**REQUIRED ACTION**. Give an exact copy of the lines from the beginning of the listing below to the "i64, available: usize" line, inclusive.

**DATA TO EXAMINE**.

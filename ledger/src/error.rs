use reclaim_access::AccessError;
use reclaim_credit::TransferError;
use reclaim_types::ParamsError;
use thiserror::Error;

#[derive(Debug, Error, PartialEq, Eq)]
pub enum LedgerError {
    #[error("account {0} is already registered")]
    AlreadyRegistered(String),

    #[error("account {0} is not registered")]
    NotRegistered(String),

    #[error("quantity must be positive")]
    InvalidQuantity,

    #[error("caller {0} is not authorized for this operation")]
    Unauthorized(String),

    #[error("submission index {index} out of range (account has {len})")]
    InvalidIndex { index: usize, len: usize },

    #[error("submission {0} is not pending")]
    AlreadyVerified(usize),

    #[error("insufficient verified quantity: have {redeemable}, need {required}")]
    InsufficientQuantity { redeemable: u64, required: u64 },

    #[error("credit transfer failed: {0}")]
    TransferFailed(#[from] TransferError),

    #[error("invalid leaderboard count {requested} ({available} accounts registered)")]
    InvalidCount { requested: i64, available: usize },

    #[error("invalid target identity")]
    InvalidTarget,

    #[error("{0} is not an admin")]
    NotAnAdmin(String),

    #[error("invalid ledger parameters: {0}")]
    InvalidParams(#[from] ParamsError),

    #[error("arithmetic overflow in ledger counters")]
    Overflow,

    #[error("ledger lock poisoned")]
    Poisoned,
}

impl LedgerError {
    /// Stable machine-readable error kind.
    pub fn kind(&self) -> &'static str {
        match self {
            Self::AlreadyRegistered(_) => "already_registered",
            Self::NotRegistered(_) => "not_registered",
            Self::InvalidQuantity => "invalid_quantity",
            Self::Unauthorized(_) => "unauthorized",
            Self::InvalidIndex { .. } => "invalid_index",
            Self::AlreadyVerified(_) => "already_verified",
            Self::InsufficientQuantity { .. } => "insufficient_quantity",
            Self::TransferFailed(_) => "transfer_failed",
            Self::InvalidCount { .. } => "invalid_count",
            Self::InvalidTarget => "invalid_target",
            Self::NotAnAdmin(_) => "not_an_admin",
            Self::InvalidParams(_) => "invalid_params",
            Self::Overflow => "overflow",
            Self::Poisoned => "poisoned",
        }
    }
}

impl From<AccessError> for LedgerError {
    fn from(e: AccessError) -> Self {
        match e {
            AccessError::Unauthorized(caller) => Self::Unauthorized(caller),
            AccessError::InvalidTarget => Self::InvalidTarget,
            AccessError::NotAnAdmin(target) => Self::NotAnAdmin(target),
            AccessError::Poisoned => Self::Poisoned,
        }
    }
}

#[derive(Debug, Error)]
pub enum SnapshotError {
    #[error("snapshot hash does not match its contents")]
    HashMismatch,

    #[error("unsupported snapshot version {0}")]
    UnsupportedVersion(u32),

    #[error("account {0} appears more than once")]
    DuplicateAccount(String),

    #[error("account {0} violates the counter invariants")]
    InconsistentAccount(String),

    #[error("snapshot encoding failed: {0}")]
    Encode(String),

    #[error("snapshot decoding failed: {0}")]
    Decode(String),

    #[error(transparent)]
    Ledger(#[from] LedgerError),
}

**RESPONSE**.
filename ledger/src/error.rs
use reclaim_access::AccessError;
use reclaim_credit::TransferError;
use reclaim_types::ParamsError;
use thiserror::Error;

#[derive(Debug, Error, PartialEq, Eq)]
pub enum LedgerError {
    #[error("account {0} is already registered")]
    AlreadyRegistered(String),

    #[error("account {0} is not registered")]
    NotRegistered(String),

    #[error("quantity must be positive")]
    InvalidQuantity,

    #[error("caller {0} is not authorized for this operation")]
    Unauthorized(String),

    #[error("submission index {index} out of range (account has {len})")]
    InvalidIndex { index: usize, len: usize },

    #[error("submission {0} is not pending")]
    AlreadyVerified(usize),

    #[error("insufficient verified quantity: have {redeemable}, need {required}")]
    InsufficientQuantity { redeemable: u64, required: u64 },

    #[error("credit transfer failed: {0}")]
    TransferFailed(#[from] TransferError),

    #[error("invalid leaderboard count {requested} ({available} accounts registered)")]
    InvalidCount { requested: i64, available: usize },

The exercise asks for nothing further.